Betty è una mia allieva. Quando arrivò per la prima volta nel mio studio, non mi parlò subito di fotografia. Le sue prime parole furono il racconto della sua malattia: il cancro.
Mi raccontò che per lei, la fotografia era solo un mezzo per cercare una nuova serenità. Nel suo stato d’animo ferito, sempre troppo sollecitato da brutti pensieri.
Betty aveva da poco finito il primo ciclo di chemioterapia preventiva. Aveva lo sguardo spento e il fisico debilitato, ma non era in debito di energia vitale.
Dopo qualche lezione dedicata al linguaggio visivo ed in particolare al suo modo di “vedere” attraverso la fotografia, mi chiese se me la sentivo di raccontare la malattia che l’aveva colpita ad appena trentacinque anni, ponendo fine al sogno di avere un figlio.

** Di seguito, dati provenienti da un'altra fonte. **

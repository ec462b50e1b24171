use clap::Parser;
use seven_breaths::audio::device::AudioDeviceManager;
use seven_breaths::audio::{AudioCuePlayer, AudioLoadState, CueLoader};
use seven_breaths::cli::Cli;
use seven_breaths::config::{Configuration, SettingsStore};
use seven_breaths::logging::init_logging;
use seven_breaths::sequencer::Sequencer;
use seven_breaths::ui::app::effective_configuration;
use seven_breaths::ui::{BreathApp, run_headless};
use std::process::ExitCode;

fn settings_store(cli: &Cli) -> SettingsStore {
    if let Some(path) = &cli.settings {
        return SettingsStore::new(path.clone());
    }
    SettingsStore::in_config_dir().unwrap_or_else(|e| {
        tracing::warn!(error = %e, "Falling back to settings.json in the working directory");
        SettingsStore::new("settings.json")
    })
}

/// Open the output and start decoding the cues in the background
fn open_audio(cli: &Cli, config: &Configuration) -> (AudioCuePlayer, Option<CueLoader>, AudioLoadState) {
    if cli.no_audio {
        return (
            AudioCuePlayer::disconnected(),
            None,
            AudioLoadState::Failed("Audio disabled on the command line".into()),
        );
    }

    let player = match AudioCuePlayer::open(cli.device.as_deref(), config.gain()) {
        Ok(player) => player,
        Err(e) => {
            tracing::error!(error = %e, "Audio output unavailable");
            return (AudioCuePlayer::disconnected(), None, AudioLoadState::Failed(e.to_string()));
        }
    };

    match CueLoader::spawn(cli.assets.clone()) {
        Ok(loader) => (player, Some(loader), AudioLoadState::Loading),
        Err(e) => {
            tracing::error!(error = %e, "Could not start the cue loader");
            (player, None, AudioLoadState::Failed(e.to_string()))
        }
    }
}

fn run_terminal(
    config: Configuration,
    mut player: AudioCuePlayer,
    loader: Option<CueLoader>,
    mut load_state: AudioLoadState,
) -> ExitCode {
    if let Some(loader) = loader {
        load_state = match loader.wait() {
            Ok(bank) => {
                player.set_bank(bank);
                AudioLoadState::Ready
            }
            Err(e) => {
                eprintln!("{}", e);
                AudioLoadState::Failed(e.to_string())
            }
        };
    }

    player.set_volume(config.gain());
    let mut sequencer = Sequencer::with_player(effective_configuration(&config, &load_state), player);

    match run_headless(&mut sequencer, std::io::stdout()) {
        Ok(_) => ExitCode::SUCCESS,
        Err(e) => {
            tracing::error!(error = %e, "Headless session aborted");
            ExitCode::FAILURE
        }
    }
}

fn main() -> ExitCode {
    let cli = Cli::parse();
    init_logging(cli.verbose);

    if cli.list_devices {
        for device in AudioDeviceManager::new().list_output_devices() {
            let marker = if device.is_default { " (default)" } else { "" };
            println!("{}{}", device.name, marker);
        }
        return ExitCode::SUCCESS;
    }

    let settings = settings_store(&cli);
    let config = settings.load();
    tracing::info!(path = %settings.path().display(), "Settings loaded");

    let (player, loader, load_state) = open_audio(&cli, &config);

    if cli.headless {
        return run_terminal(config, player, loader, load_state);
    }

    let native_options = eframe::NativeOptions {
        viewport: egui::ViewportBuilder::default()
            .with_inner_size([520.0, 560.0])
            .with_title("Seven Breaths"),
        ..Default::default()
    };

    let result = eframe::run_native(
        "Seven Breaths",
        native_options,
        Box::new(|_cc| {
            Ok(Box::new(BreathApp::new(
                config, settings, player, loader, load_state,
            )))
        }),
    );

    match result {
        Ok(()) => ExitCode::SUCCESS,
        Err(e) => {
            tracing::error!(error = %e, "Window closed with an error");
            ExitCode::FAILURE
        }
    }
}
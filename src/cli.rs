// Command-line arguments

use clap::{ArgAction, Parser};
use std::path::PathBuf;

/// Guided breathing timer with spoken cues
#[derive(Parser, Debug)]
#[command(name = "seven_breaths", version, about)]
pub struct Cli {
    /// Directory holding the cue assets (nose-in, nose-out, mouth-in, mouth-out, silence)
    #[arg(long, default_value = "assets", env = "SEVEN_BREATHS_ASSETS")]
    pub assets: PathBuf,

    /// Settings file (defaults to <config dir>/seven-breaths/settings.json)
    #[arg(long)]
    pub settings: Option<PathBuf>,

    /// Run one session in the terminal instead of opening a window
    #[arg(long)]
    pub headless: bool,

    /// Do not open an audio device
    #[arg(long)]
    pub no_audio: bool,

    /// Output device name (defaults to the system output)
    #[arg(long)]
    pub device: Option<String>,

    /// Print the available output devices and exit
    #[arg(long)]
    pub list_devices: bool,

    /// Increase verbosity (-v info, -vv debug, -vvv trace)
    #[arg(short, long, action = ArgAction::Count)]
    pub verbose: u8,
}
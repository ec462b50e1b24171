// Configuration - Exercise timing and user preferences
// Owned by the sequencer, persisted as a flat JSON settings blob

pub mod migration;
pub mod settings;

pub use migration::{MigrationResult, SettingsMigrator};
pub use settings::{SettingsError, SettingsStore};

use crate::sequencer::program::Phase;
use serde::{Deserialize, Serialize};

/// Default length of every phase in ticks (seconds)
pub const DEFAULT_PHASE_TICKS: u32 = 10;

/// Default number of repeats of each sequence step
pub const DEFAULT_REPEAT_COUNT: u32 = 7;

/// Longest accepted phase, one hour of ticks
pub const MAX_PHASE_TICKS: u32 = 3600;

/// Largest accepted repeat count per step
pub const MAX_REPEAT_COUNT: u32 = 100;

/// Upper bound of the volume scale
pub const MAX_VOLUME: u8 = 30;

/// Default volume (middle of the scale)
pub const DEFAULT_VOLUME: u8 = 15;

/// Duration of each phase, in ticks
#[derive(Debug, Clone, Copy, PartialEq, Eq, Serialize, Deserialize)]
pub struct PhaseDurations {
    pub rest: u32,
    pub inhale: u32,
    pub hold: u32,
    pub exhale: u32,
}

impl PhaseDurations {
    /// Same duration for every phase
    pub fn uniform(ticks: u32) -> Self {
        Self {
            rest: ticks,
            inhale: ticks,
            hold: ticks,
            exhale: ticks,
        }
    }

    /// Duration of a phase, clamped to `1..=MAX_PHASE_TICKS`
    pub fn get(&self, phase: Phase) -> u32 {
        let ticks = match phase {
            Phase::Rest => self.rest,
            Phase::Inhale => self.inhale,
            Phase::Hold => self.hold,
            Phase::Exhale => self.exhale,
        };
        ticks.clamp(1, MAX_PHASE_TICKS)
    }

    /// Set the duration of a phase (clamped to `1..=MAX_PHASE_TICKS`)
    pub fn set(&mut self, phase: Phase, ticks: u32) {
        let ticks = ticks.clamp(1, MAX_PHASE_TICKS);
        match phase {
            Phase::Rest => self.rest = ticks,
            Phase::Inhale => self.inhale = ticks,
            Phase::Hold => self.hold = ticks,
            Phase::Exhale => self.exhale = ticks,
        }
    }

    /// Length of one full breath cycle
    pub fn cycle_ticks(&self) -> u64 {
        Phase::ALL.iter().map(|&p| u64::from(self.get(p))).sum()
    }
}

impl Default for PhaseDurations {
    fn default() -> Self {
        Self::uniform(DEFAULT_PHASE_TICKS)
    }
}

/// Exercise configuration
///
/// Field names follow the persisted settings keys.
#[derive(Debug, Clone, PartialEq, Eq, Serialize, Deserialize)]
#[serde(rename_all = "camelCase")]
pub struct Configuration {
    pub timing: PhaseDurations,
    pub repeat_count_per_step: u32,
    pub audio_enabled: bool,
    pub loop_enabled: bool,
    pub volume: u8,
}

impl Configuration {
    /// Duration of a phase in ticks
    pub fn duration(&self, phase: Phase) -> u32 {
        self.timing.get(phase)
    }

    /// Repeat count, clamped to `1..=MAX_REPEAT_COUNT`
    pub fn repeat_count(&self) -> u32 {
        self.repeat_count_per_step.clamp(1, MAX_REPEAT_COUNT)
    }

    /// Output gain derived from the 0-30 volume scale
    pub fn gain(&self) -> f32 {
        f32::from(self.volume.min(MAX_VOLUME)) / f32::from(MAX_VOLUME)
    }

    /// Clamp every field into its valid range
    pub fn normalized(mut self) -> Self {
        for phase in Phase::ALL {
            let ticks = self.timing.get(phase);
            self.timing.set(phase, ticks);
        }
        self.repeat_count_per_step = self.repeat_count();
        self.volume = self.volume.min(MAX_VOLUME);
        self
    }
}

impl Default for Configuration {
    fn default() -> Self {
        Self {
            timing: PhaseDurations::default(),
            repeat_count_per_step: DEFAULT_REPEAT_COUNT,
            audio_enabled: true,
            loop_enabled: false,
            volume: DEFAULT_VOLUME,
        }
    }
}
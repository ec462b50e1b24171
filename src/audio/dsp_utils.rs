// DSP utilities for the output callback

/// Flush denormals to zero
///
/// Threshold 1e-15, far below 32-bit float noise.
#[inline]
pub fn flush_denormals_to_zero(x: f32) -> f32 {
    if x.abs() < 1e-15 { 0.0 } else { x }
}

/// Soft clipping with tanh, keeps the output inside [-1, 1]
#[inline]
pub fn soft_clip(x: f32) -> f32 {
    x.tanh()
}

/// One-pole smoother for parameter changes (volume)
///
/// y[n] = y[n-1] + a * (x[n] - y[n-1])
pub struct OnePoleSmoother {
    current: f32,
    coefficient: f32,
}

impl OnePoleSmoother {
    /// `time_constant_ms` is the time to cover ~63% of a step
    pub fn new(initial_value: f32, time_constant_ms: f32, sample_rate: f32) -> Self {
        let time_constant_samples = time_constant_ms * 0.001 * sample_rate;
        let coefficient = 1.0 / time_constant_samples.max(1.0);

        Self {
            current: initial_value,
            coefficient: coefficient.min(1.0),
        }
    }

    #[inline]
    pub fn process(&mut self, target: f32) -> f32 {
        self.current += self.coefficient * (target - self.current);
        self.current = flush_denormals_to_zero(self.current);
        self.current
    }

    #[inline]
    pub fn get(&self) -> f32 {
        self.current
    }
}
//! Top-level resolution: collective + viewer role → promoted buttons and
//! overflow actions.
//!
//! Wires the pipeline in order: defaults → override merge → active filter →
//! primary selection → secondary selection. Synchronous, pure, and safe to
//! call concurrently; given identical inputs the output is identical.

use patron_core::{Collective, ViewerRole};
use serde::{Deserialize, Serialize};

use crate::{
  action::{CtaKey, CtaSet},
  defaults::default_ctas,
  resolve::{ActionDescriptor, select_main, select_secondary},
  sections::SectionSet,
};

/// The full outcome of one resolution, handed to the presentation layer.
#[derive(Debug, Clone, Default, PartialEq, Serialize, Deserialize)]
#[serde(rename_all = "camelCase")]
pub struct NavbarResolution {
  /// The merged CTA mapping (defaults + overrides), for menu rendering.
  pub ctas:      CtaSet,
  /// Truthy keys in insertion order.
  pub active:    Vec<CtaKey>,
  pub primary:   Option<ActionDescriptor>,
  pub secondary: Option<ActionDescriptor>,
}

impl NavbarResolution {
  /// The resolution for a loading or absent collective: no actions at all.
  pub fn empty() -> Self { Self::default() }
}

/// Resolve the navbar actions for `collective` as seen by `role`.
///
/// - `sections`: the enabled sections; `None` falls back to the stock
///   sections for the collective's kind.
/// - `overrides`: caller-supplied CTA overrides; keys present always win.
///
/// A `None` collective (still loading, or none at all) resolves to
/// [`NavbarResolution::empty`].
pub fn resolve(
  collective: Option<&Collective>,
  sections: Option<&SectionSet>,
  role: ViewerRole,
  overrides: Option<&CtaSet>,
) -> NavbarResolution {
  let Some(collective) = collective else {
    return NavbarResolution::empty();
  };

  let stock_sections;
  let sections = match sections {
    Some(sections) => sections,
    None => {
      stock_sections = SectionSet::default_for(collective.kind);
      &stock_sections
    }
  };

  let defaults = default_ctas(Some(collective), sections, role);
  let ctas = match overrides {
    Some(overrides) => defaults.merge(overrides),
    None => defaults,
  };

  let active = ctas.active();
  let primary = select_main(Some(collective), &active);
  let secondary =
    select_secondary(Some(collective), &active, primary.as_ref().map(|d| d.action));

  tracing::debug!(
    collective = %collective.slug,
    active = ?active,
    primary = ?primary.as_ref().map(|d| d.action),
    secondary = ?secondary.as_ref().map(|d| d.action),
    "resolved navbar actions"
  );

  NavbarResolution { ctas, active, primary, secondary }
}

// ─── Tests ───────────────────────────────────────────────────────────────────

Fare fotografia sociale è sempre stato il mio mestiere, ma questa proposta diretta e senza filtri mi destabilizzò. Non ero preparato.
Prima di iniziare a realizzare delle immagini ci siamo confrontati a lungo, sia sulla fotografia come mezzo di comunicazione, ma anche sulla malattia che le aveva cambiato la vita. Abbiamo lavorato con metodologia e determinazione, entrambi avevamo il desiderio di intraprendere un percorso narrativo che raccontasse l’odissea quotidiana di chi vive il cancro, ma anche di far emergere il sogno futuro per continuare a vivere una vita normale.
Purtroppo durante lo svolgimento del nostro progetto, Betty ha avuto la malaugurante sorpresa di una recidiva alla malattia. Dopo qualche breve periodo di sconforto in cui ci siamo bloccati, è ritornata la necessità di continuare a raccontare.
Betty mi ha chiesto di riprendere a fare fotografie, di documentare il suo quotidiano e il suo impegno nella lotta contro il cancro.
Dopo il secondo ciclo di chemioterapia e una risonanza magnetica di controllo, fortunatamente negativa, anche il nuovo “diavolo” è stato sconfitto.
Oggi a distanza di anni, Betty sta bene e ha ripreso la sua vita normale.